A Few Questions and Answers with the Editor of the New Edition of William S. Burroughs’ Queer
Though the first published edition of Queer was assembled from a mix of manuscript sources, it was done with the collaboration and blessing of the author. In crafting this new edition, which is a sort of remix of manuscript sources, how do you justify to yourself creating a text that would no longer have that authoritative input from the author himself?
I’ve always been conscious of the trust shown in me by the Burroughs Estate in granting me the tremendous privilege of editing his work, and I go to great lengths to be as rigorous as possible. I’m also very cautious, often conservative, aiming to respect the line between “correcting” and “rewriting.”
But in terms of lacking Burroughs’ imprimatur, I would say this: that what has made researching the material history of his works, and then editing those works, so fascinating, is to find myself caught up in the same processes of collaboration and contingency that always shaped his writing. Everywhere you look, you see the hand of others or indeed the hand of chance, making key decisions for Burroughs. Now, although I wouldn’t cast myself as his “collaborator,” editing is a collaborative process, and I know there is a limit in trying to do “what Burroughs would have wanted” — because he himself did not see it that way. What I have tried to do is to make all my editions as transparent as possible when it comes to both the history of the materials I’m working with and my own editing.
This new edition of Queer puts the emphasis on the text written in the 1950s and seems to consciously defuse the attention-getting preface that Burroughs wrote in 1985. Can you clarify your reasons for wanting to deflect attention from the preface back onto the 1950s text?

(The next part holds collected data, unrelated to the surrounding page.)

//! Build protocol client
//!
//! A build is three sequential round trips: `begin` submits the manifest
//! and learns which files the server lacks, `upload` sends those files one
//! at a time, and `fetch` asks for the result. Any failure ends the run;
//! nothing is retried.

use crate::cache::ContentHash;
use crate::client::importer::{PackageImporter, Platform};
use crate::client::manifest::ManifestBuilder;
use crate::error::{OffbuildError, OffbuildResult};
use crate::model::{routes, BeginResponse, BuildRequest, Environment, COMPILE_FAILED_STATUS};
use crate::session::BuildId;
use crate::ui::{UiContext, UploadProgress};
use std::io::{self, Read, Write};
use std::path::{Path, PathBuf};
use std::time::Duration;
use tracing::{debug, info};
use ureq::http::Response;
use ureq::{Agent, Body, SendBody};

/// Dial timeout for every request
pub const CONNECT_TIMEOUT: Duration = Duration::from_secs(10);

/// HTTP client for one build server
#[derive(Clone)]
pub struct BuildClient {
    agent: Agent,
    base_url: String,
}

impl BuildClient {
    pub fn new(base_url: &str) -> Self {
        let agent: Agent = Agent::config_builder()
            .http_status_as_error(false)
            .timeout_connect(Some(CONNECT_TIMEOUT))
            .build()
            .into();

        Self {
            agent,
            base_url: base_url.trim_end_matches('/').to_string(),
        }
    }

    pub fn base_url(&self) -> &str {
        &self.base_url
    }

    fn url(&self, path: &str) -> String {
        format!("{}{}", self.base_url, path)
    }

    /// Ask the server which platform and toolchain it builds with
    pub fn environment(&self) -> OffbuildResult<Environment> {
        let url = self.url(&format!("{}?format=json", routes::VERSION));
        let mut response = self
            .agent
            .get(&url)
            .call()
            .map_err(|e| http_error(&url, e))?;
        expect_ok(routes::VERSION, &mut response)?;

        let body = read_body(&url, &mut response)?;
        Ok(serde_json::from_slice(&body)?)
    }

    /// Submit a manifest; returns the build id and the files to upload
    pub fn begin(&self, request: &BuildRequest) -> OffbuildResult<BeginResponse> {
        let url = self.url(routes::BEGIN);
        let payload = serde_json::to_vec(request)?;

        debug!("POST {}", url);
        let mut response = self
            .agent
            .post(&url)
            .header("Content-Type", "application/json")
            .send(&payload[..])
            .map_err(|e| http_error(&url, e))?;
        expect_ok(routes::BEGIN, &mut response)?;

        let body = read_body(&url, &mut response)?;
        serde_json::from_slice(&body).map_err(|e| OffbuildError::Protocol {
            endpoint: routes::BEGIN.to_string(),
            status: 200,
            body: format!("undecodable response: {e}"),
        })
    }

    /// Stream the file at `path` to the server's cache under `hash`
    pub fn upload(&self, hash: &ContentHash, path: &Path) -> OffbuildResult<()> {
        let url = self.url(&format!("{}/{}", routes::UPLOAD, hash));
        let mut file = std::fs::File::open(path)
            .map_err(|e| OffbuildError::io(format!("opening {}", path.display()), e))?;

        debug!("POST {} ({})", url, path.display());
        let mut response = self
            .agent
            .post(&url)
            .header("Content-Type", "application/octet-stream")
            .send(SendBody::from_reader(&mut file))
            .map_err(|e| http_error(&url, e))?;
        expect_ok(routes::UPLOAD, &mut response)
    }

    /// Request the result of build `id` and write the artifact to `output`.
    ///
    /// A compile failure is [`OffbuildError::Compile`] carrying the
    /// toolchain's output. A download that fails, or whose result cannot be
    /// made executable, leaves no file behind.
    pub fn fetch(&self, id: &BuildId, output: &Path) -> OffbuildResult<u64> {
        self.fetch_with(id, output, make_executable)
    }

    /// [`fetch`](Self::fetch) with the step applied to a complete download
    fn fetch_with(
        &self,
        id: &BuildId,
        output: &Path,
        finalize: impl FnOnce(&Path) -> OffbuildResult<()>,
    ) -> OffbuildResult<u64> {
        let url = self.url(&format!("{}/{}", routes::BUILD, id));

        debug!("GET {}", url);
        let mut response = self
            .agent
            .get(&url)
            .call()
            .map_err(|e| http_error(&url, e))?;

        if response.status().as_u16() == COMPILE_FAILED_STATUS {
            let diagnostics = read_body(&url, &mut response)?;
            return Err(OffbuildError::Compile { diagnostics });
        }
        expect_ok(routes::BUILD, &mut response)?;

        let mut file = std::fs::File::create(output)
            .map_err(|e| OffbuildError::io(format!("creating {}", output.display()), e))?;
        let copied = io::copy(&mut response.body_mut().as_reader(), &mut file)
            .and_then(|n| file.flush().map(|()| n));
        drop(file);

        let written = match copied {
            Ok(n) => n,
            Err(e) => {
                let _ = std::fs::remove_file(output);
                return Err(OffbuildError::io(
                    format!("downloading artifact to {}", output.display()),
                    e,
                ));
            }
        };

        if let Err(e) = finalize(output) {
            let _ = std::fs::remove_file(output);
            return Err(e);
        }
        Ok(written)
    }
}

fn http_error(url: &str, err: ureq::Error) -> OffbuildError {
    OffbuildError::Http {
        url: url.to_string(),
        reason: err.to_string(),
    }
}

fn read_body(url: &str, response: &mut Response<Body>) -> OffbuildResult<Vec<u8>> {
    let mut body = Vec::new();
    response
        .body_mut()
        .as_reader()
        .read_to_end(&mut body)
        .map_err(|e| OffbuildError::io(format!("reading response from {url}"), e))?;
    Ok(body)
}

/// Turn any non-200 status into a protocol error carrying the body
fn expect_ok(endpoint: &str, response: &mut Response<Body>) -> OffbuildResult<()> {
    let status = response.status().as_u16();
    if status == 200 {
        return Ok(());
    }

    let mut body = Vec::new();
    let _ = response.body_mut().as_reader().read_to_end(&mut body);
    Err(OffbuildError::Protocol {
        endpoint: endpoint.to_string(),
        status,
        body: String::from_utf8_lossy(&body).trim().to_string(),
    })
}

#[cfg(unix)]
fn make_executable(path: &Path) -> OffbuildResult<()> {
    use std::os::unix::fs::PermissionsExt;

    std::fs::set_permissions(path, std::fs::Permissions::from_mode(0o755))
        .map_err(|e| OffbuildError::io(format!("marking {} executable", path.display()), e))
}

#[cfg(not(unix))]
fn make_executable(_path: &Path) -> OffbuildResult<()> {
    Ok(())
}

/// Everything one client run needs
#[derive(Debug, Clone)]
pub struct BuildOptions {
    /// Base URL of the build server
    pub server_url: String,

    /// Package path to build, as given on the command line
    pub package: String,

    /// Where to write the artifact
    pub output: PathBuf,

    /// Toolchain flags, passed through verbatim
    pub flags: Vec<String>,
}

/// What a successful run did
#[derive(Debug, Clone)]
pub struct BuildSummary {
    pub id: BuildId,
    pub packages: usize,
    pub uploaded: usize,
    pub bytes: u64,
}

/// Resolve, begin, upload what is missing, and fetch the artifact
pub fn run_build(
    options: &BuildOptions,
    importer: &dyn PackageImporter,
    ui: &UiContext,
) -> OffbuildResult<BuildSummary> {
    let client = BuildClient::new(&options.server_url);

    let env = client.environment()?;
    info!(
        "Server builds for {}/{} with {}",
        env.os, env.arch, env.toolchain_version
    );

    let manifest = ManifestBuilder::new(importer, Platform::from(&env))
        .build(&options.package, options.flags.clone())?;

    let begun = client.begin(&manifest.request)?;
    let missing: usize = begun.missing.iter().map(|p| p.files.len()).sum();
    info!(
        build_id = %begun.id,
        "Server is missing {} file(s) in {} package(s)",
        missing,
        begun.missing.len()
    );

    let mut progress = UploadProgress::new(ui, missing as u64);
    for pkg in &begun.missing {
        for file in &pkg.files {
            let path = manifest.sources.path(&file.hash).ok_or_else(|| {
                OffbuildError::Protocol {
                    endpoint: routes::BEGIN.to_string(),
                    status: 200,
                    body: format!("server asked for unknown file {}/{}", pkg.name, file.name),
                }
            })?;

            progress.start_file(&file.name);
            if let Err(e) = client.upload(&file.hash, path) {
                progress.finish();
                return Err(e);
            }
            progress.file_done();
        }
    }
    progress.finish();

    let bytes = client.fetch(&begun.id, &options.output)?;
    info!(bytes, "Wrote {}", options.output.display());

    Ok(BuildSummary {
        id: begun.id,
        packages: manifest.request.packages.len(),
        uploaded: missing,
        bytes,
    })
}
//! Package importers
//!
//! An importer turns a package path and a target platform into the package's
//! import path, source directory, direct imports and source files. The
//! default implementation asks the Go toolchain via `go list -json`.

use crate::error::{OffbuildError, OffbuildResult};
use crate::model::Environment;
use serde::Deserialize;
use std::path::PathBuf;
use std::process::{Command, Stdio};
use tracing::debug;

/// Import of the cgo pseudo-package; never resolved
pub const CGO_PSEUDO_IMPORT: &str = "C";

/// Operating system and architecture to resolve packages for
#[derive(Debug, Clone, PartialEq, Eq)]
pub struct Platform {
    pub os: String,
    pub arch: String,
}

impl From<&Environment> for Platform {
    fn from(env: &Environment) -> Self {
        Self {
            os: env.os.clone(),
            arch: env.arch.clone(),
        }
    }
}

/// One resolved package
#[derive(Debug, Clone, Default, PartialEq, Eq)]
pub struct ResolvedPackage {
    /// Canonical import path
    pub import_path: String,

    /// Directory holding the package's files
    pub dir: PathBuf,

    /// Part of the toolchain's standard library
    pub standard: bool,

    /// Direct imports, as import paths
    pub imports: Vec<String>,

    /// Names of every file the build needs, relative to `dir`
    pub files: Vec<String>,
}

/// Resolves packages for the manifest builder
pub trait PackageImporter {
    fn import(&self, path: &str, platform: &Platform) -> OffbuildResult<ResolvedPackage>;
}

/// Subset of `go list -json` output
#[derive(Debug, Default, Deserialize)]
#[serde(rename_all = "PascalCase", default)]
struct GoListPackage {
    import_path: String,
    dir: PathBuf,
    standard: bool,
    goroot: bool,
    imports: Vec<String>,
    go_files: Vec<String>,
    cgo_files: Vec<String>,
    c_files: Vec<String>,
    #[serde(rename = "CXXFiles")]
    cxx_files: Vec<String>,
    m_files: Vec<String>,
    h_files: Vec<String>,
    s_files: Vec<String>,
    swig_files: Vec<String>,
    #[serde(rename = "SwigCXXFiles")]
    swig_cxx_files: Vec<String>,
    syso_files: Vec<String>,
}

impl From<GoListPackage> for ResolvedPackage {
    fn from(pkg: GoListPackage) -> Self {
        let files = [
            pkg.go_files,
            pkg.cgo_files,
            pkg.c_files,
            pkg.cxx_files,
            pkg.m_files,
            pkg.h_files,
            pkg.s_files,
            pkg.swig_files,
            pkg.swig_cxx_files,
            pkg.syso_files,
        ]
        .concat();

        Self {
            import_path: pkg.import_path,
            dir: pkg.dir,
            standard: pkg.standard || pkg.goroot,
            imports: pkg.imports,
            files,
        }
    }
}

/// Importer backed by `go list`
#[derive(Debug, Clone)]
pub struct GoListImporter {
    go: PathBuf,
    work_dir: Option<PathBuf>,
}

impl Default for GoListImporter {
    fn default() -> Self {
        Self {
            go: PathBuf::from("go"),
            work_dir: None,
        }
    }
}

impl GoListImporter {
    /// Use a specific `go` binary instead of the one on PATH
    pub fn with_go(mut self, go: impl Into<PathBuf>) -> Self {
        self.go = go.into();
        self
    }

    /// Resolve relative package paths against `dir`
    pub fn in_dir(mut self, dir: impl Into<PathBuf>) -> Self {
        self.work_dir = Some(dir.into());
        self
    }
}

impl PackageImporter for GoListImporter {
    fn import(&self, path: &str, platform: &Platform) -> OffbuildResult<ResolvedPackage> {
        debug!("Resolving {} for {}/{}", path, platform.os, platform.arch);

        let mut cmd = Command::new(&self.go);
        cmd.args(["list", "-json", "--", path])
            .env("GOOS", &platform.os)
            .env("GOARCH", &platform.arch)
            .stdin(Stdio::null());
        if let Some(dir) = &self.work_dir {
            cmd.current_dir(dir);
        }

        let output = cmd
            .output()
            .map_err(|e| OffbuildError::command_failed("go list", e))?;
        if !output.status.success() {
            let stderr = String::from_utf8_lossy(&output.stderr);
            return Err(OffbuildError::resolution(path, stderr.trim()));
        }

        let pkg: GoListPackage = serde_json::from_slice(&output.stdout)
            .map_err(|e| OffbuildError::resolution(path, format!("bad go list output: {e}")))?;
        Ok(pkg.into())
    }
}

I’ve written at some length about this in Secret of Fascination, because there’s no doubt that Burroughs’ 1985 introduction decisively shaped how Queer has been read — or perhaps, misread. I’m not especially interested in speculating about motives, but the effect of the introduction has certainly been to obscure the narrative by explaining it away — displacing a story of homosexual desire by the death of his wife, Joan. That’s why I felt the need to move the introduction and include it as an appendix — very much as Miles and Grauerholz did in their “Restored” edition of Naked Lunch with that book’s equally influential and equally suspect “introduction” by Burroughs. If the only value of my new edition of Queer is to make it easier for readers to really encounter the narrative — to experience it for what it is: “queer,” in every sense of the word — then I’d be satisfied.
With the new Queer and with your previous edition of Junky, the texts actually seemed to become more Burroughsian than they had been when published by Burroughs. Do you worry about how your own image of Burroughs might shape the texts?
That’s an intriguing idea, that these works have become more rather than less Burroughsian, but I don’t see it that way myself. I guess it’s hard after a while, you become so insanely familiar with all the words that you can lose track of the overall feel, almost forget what it was that drew you in in the first place.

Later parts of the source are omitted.